Welcome to The Jungle
Colin Revolting •Colin Revolting and his son were moved to tears by the new play The Jungle, currently showing at the Playhouse Theatre in London’s West End.
It was said of Joan Littlewood – possibly Britain’s major contributor to 20th century theatre – that she wanted, “an auditorium where you can embrace your neighbour, eat and drink and piss on the floor.”
I chanced on that quote the day after me and my son were moved to tears and admiration by the new play The Jungle.
The play has been described as an immersive experience: a Victorian West End theatre has been totally transformed into a makeshift restaurant in the Calais ‘Jungle’. The floor is mud, the benches you sit on are thin and hard and the bread offered is in short supply.
But the immersive quality of the show is more than an attempt to get the audience to feel the hardship, cold and hunger of the citizens of the Jungle: that wouldn’t be possible. What we are in the middle of is the building of a community. A community made up of people driven from their homes and across continents for a multitude of reasons. Though the root cause for most is the history of imperialism and the continuing wars waged by capitalism.
This play has been created by Joe Murphy and Joe Robertson, two theatre makers who spent six months creating drama in the actual camp. The performance and recreation feels so real, produced in celebration of the camp and its achievements, that it is the actual creation of the camp and all its achievements that we are responding to.

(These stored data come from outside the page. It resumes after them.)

use crate::config::project_dirs;
use crate::model::TodoRecord;
use anyhow::{Context, Result};
use std::collections::BTreeMap;
use std::fs;
use std::path::{Path, PathBuf};
use tracing::{debug, warn};

const PROJECT_DIR: &str = ".dayplan";

/// Day index to that day's todos, in display order.
pub type Snapshot = BTreeMap<usize, Vec<TodoRecord>>;

/// String-keyed, string-valued persistent storage.
pub trait KeyValueStore {
    fn get(&self, key: &str) -> Result<Option<String>>;
    fn set(&mut self, key: &str, value: &str) -> Result<()>;
}

#[cfg(test)]
#[derive(Debug, Clone, Default)]
pub struct MemoryStore {
    entries: BTreeMap<String, String>,
}

#[cfg(test)]
impl KeyValueStore for MemoryStore {
    fn get(&self, key: &str) -> Result<Option<String>> {
        Ok(self.entries.get(key).cloned())
    }

    fn set(&mut self, key: &str, value: &str) -> Result<()> {
        self.entries.insert(key.to_string(), value.to_string());
        Ok(())
    }
}

/// Stores each key as `<root>/<key>.json`.
#[derive(Debug, Clone)]
pub struct FileStore {
    root: PathBuf,
}

impl FileStore {
    pub fn new(root: impl Into<PathBuf>) -> Self {
        FileStore { root: root.into() }
    }

    fn path_for(&self, key: &str) -> PathBuf {
        self.root.join(format!("{key}.json"))
    }
}

impl KeyValueStore for FileStore {
    fn get(&self, key: &str) -> Result<Option<String>> {
        let path = self.path_for(key);
        if !path.exists() {
            return Ok(None);
        }
        let data = fs::read_to_string(&path).with_context(|| format!("reading {:?}", path))?;
        Ok(Some(data))
    }

    fn set(&mut self, key: &str, value: &str) -> Result<()> {
        fs::create_dir_all(&self.root).with_context(|| format!("creating {:?}", self.root))?;
        let path = self.path_for(key);
        fs::write(&path, value).with_context(|| format!("writing {:?}", path))?;
        Ok(())
    }
}

/// Period snapshots on top of a [`KeyValueStore`].
#[derive(Debug, Clone, Default)]
pub struct TodoStore<S> {
    backend: S,
}

impl<S: KeyValueStore> TodoStore<S> {
    pub fn new(backend: S) -> Self {
        TodoStore { backend }
    }

    #[cfg(test)]
    pub fn backend(&self) -> &S {
        &self.backend
    }

    /// Missing, unreadable and malformed values all load as an empty snapshot.
    pub fn load(&self, period_key: &str) -> Snapshot {
        let raw = match self.backend.get(period_key) {
            Ok(Some(raw)) => raw,
            Ok(None) => return Snapshot::new(),
            Err(err) => {
                warn!(key = period_key, error = %err, "failed to read period, treating as empty");
                return Snapshot::new();
            }
        };
        match serde_json::from_str::<Snapshot>(&raw) {
            Ok(snapshot) => snapshot,
            Err(err) => {
                warn!(key = period_key, error = %err, "malformed period data, treating as empty");
                Snapshot::new()
            }
        }
    }

    /// Rewrites one day inside the period snapshot. Empty lists are written as `[]`.
    pub fn save(&mut self, period_key: &str, day: usize, records: Vec<TodoRecord>) -> Result<()> {
        let mut snapshot = self.load(period_key);
        let count = records.len();
        snapshot.insert(day, records);
        let serialized = serde_json::to_string(&snapshot).context("serializing period")?;
        self.backend
            .set(period_key, &serialized)
            .with_context(|| format!("saving period {}", period_key))?;
        debug!(key = period_key, day, count, "saved day");
        Ok(())
    }
}

#[derive(Debug, Clone, Copy, PartialEq, Eq)]
pub enum StoreScope {
    Project,
    Configured,
    Global,
}

impl StoreScope {
    pub fn label(&self) -> &'static str {
        match self {
            StoreScope::Project => "project",
            StoreScope::Configured => "configured",
            StoreScope::Global => "global",
        }
    }
}

#[derive(Debug, Clone)]
pub struct StoreLocation {
    pub dir: PathBuf,
    pub scope: StoreScope,
}

impl StoreLocation {
    pub fn open(&self) -> TodoStore<FileStore> {
        TodoStore::new(FileStore::new(self.dir.clone()))
    }
}

pub fn init_project_store(dir: &Path) -> Result<StoreLocation> {
    let store_dir = dir.join(PROJECT_DIR);
    fs::create_dir_all(&store_dir).context("failed to create .dayplan directory")?;
    Ok(StoreLocation {
        dir: store_dir,
        scope: StoreScope::Project,
    })
}

/// Nearest `.dayplan` directory above `start`, then the configured data
/// directory, then the platform data directory.
pub fn locate_store(start: &Path, configured: Option<&Path>) -> Result<StoreLocation> {
    if let Some(dir) = find_project_store(start) {
        return Ok(StoreLocation {
            dir,
            scope: StoreScope::Project,
        });
    }
    if let Some(dir) = configured {
        return Ok(StoreLocation {
            dir: dir.to_path_buf(),
            scope: StoreScope::Configured,
        });
    }
    Ok(StoreLocation {
        dir: global_store_dir()?,
        scope: StoreScope::Global,
    })
}

fn find_project_store(start: &Path) -> Option<PathBuf> {
    let mut dir = Some(start);
    while let Some(current) = dir {
        let candidate = current.join(PROJECT_DIR);
        if candidate.is_dir() {
            return Some(candidate);
        }
        dir = current.parent();
    }
    None
}

fn global_store_dir() -> Result<PathBuf> {
    Ok(project_dirs()?.data_dir().join("periods"))
}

The origins of the encampment were when some refugees from Africa and Asia, refused entry to Britain, come across a putrid piece of contaminated wasteland behind the sand dunes and decide to put aside differences to set up a refuge of sleeping bags and tents.
They call it Dzhangal which is a Pashto word meaning ‘This is the forest’.
More asylum seekers gather and they begin to structure their community so it can best function in such adversity. People who have been traumatised and abused by officials of all kinds crossing borders attempt to co exist.
That’s when some people from the UK, moved by the plight of these people and the sight of them in the media come to help.
This is one of the sources of humour in a play that is a tragedy but also a tribute.
It’s from their misunderstanding of the word Dzhangal that the media begin to refer to the camp as The Jungle.
The UK helpers have a range of motivations – simple humanity, more political drives or running away from their own challenging lives. Many of their expectations and reasons for helping and plans about how they will help are challenged by the reality of the camp as developed by the citizens. But they stay in the camp, learn from the experience and a level of mutual respect grows.
Unlike friends and comrades who have spent time giving solidarity with refugees in Calais, and who continue to do so, I have no way of knowing how credible any of these portrayals are or how complete a picture they paint of the supporters visiting the camps. I know that some of the early people showing solidarity were revolutionary socialists – which none of the characters here are – but I don’t know how fundamentally differently they would approach the situation. I’d be very interested to know what those involved in the camp think of the play. Especially if, as I did, they felt female refugee stories seemed under represented here.
The play tells the whole story of the Jungle right up to the horrific ending in 2016 when the French authorities attack and destroy the camp. The refugees’ reaction to this, in all its detail, is incredibly moving and inspiring. They have built a mini world, a society where people are helped and supported, a place where as well as basic needs, education, entertainment and beliefs are expressed. I wonder if that is true in official refugee camps?
Through dramatic scenes and storytelling the people are able to convey much of their stories of how they came to be there and the role global powers played.
I was reminded of Joan Littlewood as she was the creator of the brilliant Oh What a Lovely War! The show that depicted the horrors and humanity of the first world war – largely from the point of view of the working people sent to fight. But also of the powers-that-be that sent them to their deaths. The Jungle is like a twenty-first century equivalent where poor and working people are displaced and die due to the ongoing wars, conflict and exploitation of modern capitalism.
When the Syrian storyteller explains he is now living in Leicester, surviving on a pittance and speaking less English than he did in the Jungle, I asked myself how does the society we live in and our communities that have been bashed and battered compare to the community created for a short time outside Calais? Which really deserves to be called the Jungle?
The Jungle community may have gone but there are still many human beings on the streets of Calais and beyond whose only ‘crime’ is their need for asylum and refuge and their desire to find that in the UK. Do whatever you have to do to get to this inspirational play and gain some insight into Dzhangal.